Recuperarse de una rumba después de los 30, por Ace Palma y Reuben Morales
La edad de un rumbero queda fácilmente en evidencia si observamos el día que escoge para festejar. De hecho, si rumbea un jueves en un “happy hour after office”, seguro tiene más de 30. Y la razón por la cual escoge ese día es sencilla: tiene viernes, sábado y domingo para recuperar el sueño (y pueden no ser suficientes).
Cuando se tiene menos de 30, uno pasa todo el día soñando con triunfar socialmente en una rumba. Cuando se pasa el umbral de los 30, uno ya triunfa naturalmente en esa rumba, la cuestión es que paralelamente uno solo está deseando llegar a casa para dormir sabroso. Cruzar esa barrera de los 30, es vivir enclosetado. Ya no se cuenta con la misma energía para rumbear, tampoco con la misma resistencia ante el alcohol, pero se carece de esa valentía necesaria para asumir el nuevo rol de rumbero desmejorado.
Al pasar los 30, la entrada de un bar, o de una fiesta, debería tener un cartelito de advertencia como el de la entrada de un parquecito de McDonald’s: “Rumbear después de los 30 puede ser nocivo para su salud. Ocasiona momentos incómodos por comentarios fuera de lugar, chats de whatsapp dejados por la mitad, conversaciones con tu ex y posteriores días de total inutilidad cerebral en el trabajo”. Sin duda alguna, rumbear después de los 30 te enseña dos fórmulas matemáticas:
PRIMERA: “La edad es directamente proporcional al tiempo de recuperación luego de la rumba”.
SEGUNDA: “Mayor edad + Menor cantidad de trago = Mayor resaca”.

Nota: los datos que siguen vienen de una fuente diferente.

//! Jump-host (bastion) session decorator.
//!
//! `JumpHostSession` is itself a session: its `connect` opens SSH to the
//! bastion, asks it for a `direct-tcpip` channel to the target, and runs
//! the wrapped vendor session's handshake over that stream. Everything
//! else delegates to the wrapped session, so the vendor dialect is
//! unchanged by the hop. Disconnect closes the inner session before the
//! bastion transport.
//!
//! The bastion leg lives behind [`JumpLink`]; `SshJumpLink` is the live
//! implementation, and tests substitute their own link to drive the
//! decorator without two live SSH servers (the same seam idea as
//! [`ShellStream`](crate::channel::ShellStream)).

use async_trait::async_trait;
use log::debug;
use regex::Regex;

use crate::channel::ShellStream;
use crate::error::{DispatchError, Error, Result, SessionError, TransportError};
use crate::result::CommandResult;
use crate::session::{DeviceSession, SessionCore};
use crate::transport::{
    AlgorithmProfile, PtyRequest, SshTransport, TransportConfig, is_negotiation_failure,
};

/// The bastion leg of a tunneled connection.
#[async_trait]
pub trait JumpLink: Send {
    /// Connect the bastion, tunnel to the target, and leave the wrapped
    /// session connected and prepared.
    async fn establish(&mut self, inner: &mut Box<dyn DeviceSession>) -> Result<()>;

    /// Close the bastion transport. Called after the wrapped session has
    /// disconnected.
    async fn close(&mut self) -> Result<()>;

    /// Whether the bastion leg is still open.
    fn is_open(&self) -> bool;
}

/// Live bastion leg over SSH.
#[derive(Default)]
pub struct SshJumpLink {
    outer: Option<SshTransport>,
}

impl SshJumpLink {
    pub fn new() -> Self {
        Self { outer: None }
    }
}

#[async_trait]
impl JumpLink for SshJumpLink {
    /// Bastion first, then the target over a tunneled stream.
    ///
    /// Each algorithm-profile attempt for the target consumes its tunnel
    /// channel, so the fallback chain opens a fresh `direct-tcpip` channel
    /// per profile.
    async fn establish(&mut self, inner: &mut Box<dyn DeviceSession>) -> Result<()> {
        let jump = inner
            .core()
            .credentials()
            .jump_host
            .clone()
            .ok_or_else(|| DispatchError::InvalidCredentials {
                message: "jump-host session without a jump-host block".to_string(),
            })?;

        let target_host = inner.core().credentials().host.clone();
        let target_port = inner.core().credentials().port;
        let timeout = inner.core().options().connection_timeout();

        let outer = SshTransport::connect(&TransportConfig::from_jump_host(&jump, timeout)).await?;
        debug!("bastion {} connected, tunneling to {}:{}", jump.host, target_host, target_port);

        let inner_config = inner.transport_config();
        let mut last_error: Option<Error> = None;

        for profile in AlgorithmProfile::FALLBACK_CHAIN {
            let stream = outer.open_tunnel(&target_host, target_port).await?;
            match SshTransport::connect_over_stream(&inner_config, stream, profile).await {
                Ok(transport) => {
                    self.outer = Some(outer);
                    return inner.connect_via(transport).await;
                }
                Err(Error::Transport(TransportError::Ssh(e))) if is_negotiation_failure(&e) => {
                    debug!("tunneled {} profile rejected: {}", profile, e);
                    last_error = Some(TransportError::Ssh(e).into());
                }
                Err(e) => {
                    let _ = outer.close().await;
                    return Err(e);
                }
            }
        }

        let _ = outer.close().await;
        Err(last_error.unwrap_or_else(|| {
            TransportError::AuthOrAlgorithm {
                user: inner_config.username.clone(),
                message: "all algorithm profiles exhausted through tunnel".to_string(),
            }
            .into()
        }))
    }

    async fn close(&mut self) -> Result<()> {
        if let Some(outer) = self.outer.take() {
            outer.close().await?;
        }
        Ok(())
    }

    fn is_open(&self) -> bool {
        self.outer.as_ref().map(|t| t.is_open()).unwrap_or(false)
    }
}

/// A vendor session tunneled through a bastion.
pub struct JumpHostSession {
    inner: Box<dyn DeviceSession>,
    link: Box<dyn JumpLink>,
}

impl JumpHostSession {
    /// Wrap a vendor session whose credentials carry a jump-host block.
    pub fn new(inner: Box<dyn DeviceSession>) -> Self {
        Self::with_link(inner, Box::new(SshJumpLink::new()))
    }

    /// Wrap a vendor session with an explicit bastion link.
    pub fn with_link(inner: Box<dyn DeviceSession>, link: Box<dyn JumpLink>) -> Self {
        Self { inner, link }
    }
}

#[async_trait]
impl DeviceSession for JumpHostSession {
    fn core(&self) -> &SessionCore {
        self.inner.core()
    }

    fn core_mut(&mut self) -> &mut SessionCore {
        self.inner.core_mut()
    }

    fn device_type(&self) -> &str {
        self.inner.device_type()
    }

    // The wrapped vendor's dialect applies verbatim.

    fn newline(&self) -> &'static str {
        self.inner.newline()
    }

    fn prompt_terminators(&self) -> &'static str {
        self.inner.prompt_terminators()
    }

    fn config_enter_command(&self) -> Option<&'static str> {
        self.inner.config_enter_command()
    }

    fn config_exit_command(&self) -> Option<&'static str> {
        self.inner.config_exit_command()
    }

    fn commit_command(&self) -> Option<&'static str> {
        self.inner.commit_command()
    }

    fn paging_command(&self) -> Option<&'static str> {
        self.inner.paging_command()
    }

    fn terminal_width_command(&self) -> Option<&'static str> {
        self.inner.terminal_width_command()
    }

    fn current_config_command(&self) -> &'static str {
        self.inner.current_config_command()
    }

    fn save_command(&self) -> Option<&'static str> {
        self.inner.save_command()
    }

    fn reboot_command(&self) -> &'static str {
        self.inner.reboot_command()
    }

    fn requires_enable(&self) -> bool {
        self.inner.requires_enable()
    }

    fn logout_command(&self) -> Option<&'static str> {
        self.inner.logout_command()
    }

    fn error_patterns(&self) -> &'static [&'static str] {
        self.inner.error_patterns()
    }

    fn confirmation_pattern(&self) -> &'static Regex {
        self.inner.confirmation_pattern()
    }

    fn confirmation_reply(&self) -> &'static str {
        self.inner.confirmation_reply()
    }

    fn auth_username(&self) -> String {
        self.inner.auth_username()
    }

    fn normalize_learned_prompt(&self, line: &str) -> String {
        self.inner.normalize_learned_prompt(line)
    }

    fn is_config_prompt(&self, line: &str) -> bool {
        self.inner.is_config_prompt(line)
    }

    fn sanitize_output(&self, raw: &str, command: &str) -> String {
        self.inner.sanitize_output(raw, command)
    }

    fn transport_config(&self) -> TransportConfig {
        self.inner.transport_config()
    }

    fn pty_request(&self) -> PtyRequest {
        self.inner.pty_request()
    }

    fn attach_shell(&mut self, shell: Box<dyn ShellStream>) {
        self.inner.attach_shell(shell);
    }

    /// Establish the bastion leg and the tunneled target session.
    async fn connect(&mut self) -> Result<()> {
        if self.is_connected() {
            return Err(SessionError::AlreadyConnected.into());
        }
        self.link.establish(&mut self.inner).await
    }

    async fn connect_via(&mut self, transport: SshTransport) -> Result<()> {
        self.inner.connect_via(transport).await
    }

    async fn session_preparation(&mut self) -> Result<()> {
        self.inner.session_preparation().await
    }

    async fn set_base_prompt(&mut self) -> Result<String> {
        self.inner.set_base_prompt().await
    }

    async fn probe_banner(&mut self) -> Result<String> {
        self.inner.probe_banner().await
    }

    async fn before_command(&mut self) -> Result<()> {
        self.inner.before_command().await
    }

    async fn enter_enable_mode(&mut self) -> Result<()> {
        self.inner.enter_enable_mode().await
    }

    async fn enter_config_mode(&mut self) -> Result<()> {
        self.inner.enter_config_mode().await
    }

    async fn exit_config_mode(&mut self) -> Result<()> {
        self.inner.exit_config_mode().await
    }

    async fn send_command(&mut self, command: &str) -> Result<CommandResult> {
        self.inner.send_command(command).await
    }

    async fn send_config(&mut self, commands: &[String]) -> Result<CommandResult> {
        self.inner.send_config(commands).await
    }

    async fn get_current_config(&mut self) -> Result<CommandResult> {
        self.inner.get_current_config().await
    }

    async fn save_config(&mut self) -> Result<CommandResult> {
        self.inner.save_config().await
    }

    async fn reboot_device(&mut self) -> Result<CommandResult> {
        self.inner.reboot_device().await
    }

    /// Inner session first, then the bastion transport.
    async fn disconnect(&mut self) -> Result<()> {
        let inner_result = self.inner.disconnect().await;
        if let Err(e) = self.link.close().await {
            debug!("closing bastion transport failed: {}", e);
        }
        inner_result
    }

    fn is_connected(&self) -> bool {
        self.link.is_open() && self.inner.is_connected()
    }
}

#[cfg(test)]
mod tests {
    use super::*;
    use crate::credentials::Credentials;
    use crate::options::AdvancedOptions;
    use crate::vendors::LinuxSession;

    fn wrapped() -> JumpHostSession {
        let creds: Credentials = serde_json::from_str(
            r#"{
                "host": "10.0.0.9",
                "username": "admin",
                "auth": {"password": "pw"},
                "deviceType": "linux",
                "jumpHost": {
                    "host": "bastion",
                    "username": "jump",
                    "auth": {"password": "hop"}
                }
            }"#,
        )
        .unwrap();
        JumpHostSession::new(Box::new(LinuxSession::new(creds, AdvancedOptions::default())))
    }

    #[test]
    fn test_delegates_vendor_dialect() {
        let s = wrapped();
        assert_eq!(s.device_type(), "linux");
        assert!(s.config_enter_command().is_none());
        assert_eq!(s.reboot_command(), "sudo reboot");
    }

    #[test]
    fn test_not_connected_until_tunnel_exists() {
        let s = wrapped();
        assert!(!s.is_connected());
    }
}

En consecuencia, se puede calcular la intensidad de la rumba por cómo uno amanece la mañana siguiente. Si duele abrir los ojos al despertar, entonces fue una buena noche. Aunque también significa otra cosa: se avecina un día muy largo (o dos, o tres). Por ello, las secuelas de una buena rumba después de los 30 suelen ser las siguientes:
- Amaneces con voz de Darth Vader.
- Pasas todo el día con los ojos achinados para evitar la luz.
- Apenas enciendes el celular, le debes bajar el brillo a la pantalla.
- No subes historias de Instagram. No existe filtro para disimular tu cara de destrucción.
- Si estás en la computadora, te das cuenta de que es un gran esfuerzo mover el cursor de una esquina del monitor a la otra. Y mantener una conversación de whatsapp, ni se diga.
- Culminar exitosamente una transferencia bancaria en este estado te hace sentir ingeniero de la NASA.
- A tu vecino ese día le da por taladrar la pared para instalar su nuevo televisor (pero el ruido lo escuchas tú en HD 4K).
- Para sobrevivir en el trabajo necesitas un Red Bull… mezclado con café… mezclado con té de guaraná… vía intravenosa. Y si eres padre, descubres que el dicho “cada hijo trae su arepa bajo el brazo”, es falso. En verdad debería ser “cada hijo trae su café bajo el brazo”.
- Durante todo el día, no haces sino repetir el siguiente mantra: “no vuelvo a beber más nunca… no vuelvo a beber más nunca… no vuelvo a beber más nunca…”.
Pero no todo es malo. Una resaca después de los 30 tiene cosas buenas. Te permite viajar en el tiempo. Por un lado, viajas al futuro. Te enseña todos los achaques de movilidad que tendrás a los 80 años. Por el otro, también te hace viajar al pasado, pues rememoras esa época donde comenzabas la noche con cerveza, luego saltabas al ron, después un par de shots de tequila, un Jaggermeister, un vaso de whisky, vodka, un poco de aguardiente y más ron (pero del barato, por la hora). Luego dormías un par de horas y se iban a la playa para repetir la hazaña.
No obstante, es en el presente donde esta sobrevivencia treintañera deja su más importante moraleja: eso de que “los 30 son los nuevos 20” es pura mentira. Nuestros lectores contemporáneos lo pueden corroborar. Seguro los jóvenes e indestructibles millennials lo ponen en duda, pero no importa. Aquí los esperamos en unos años… cuando compartamos todos juntos en un “happy hour after office”.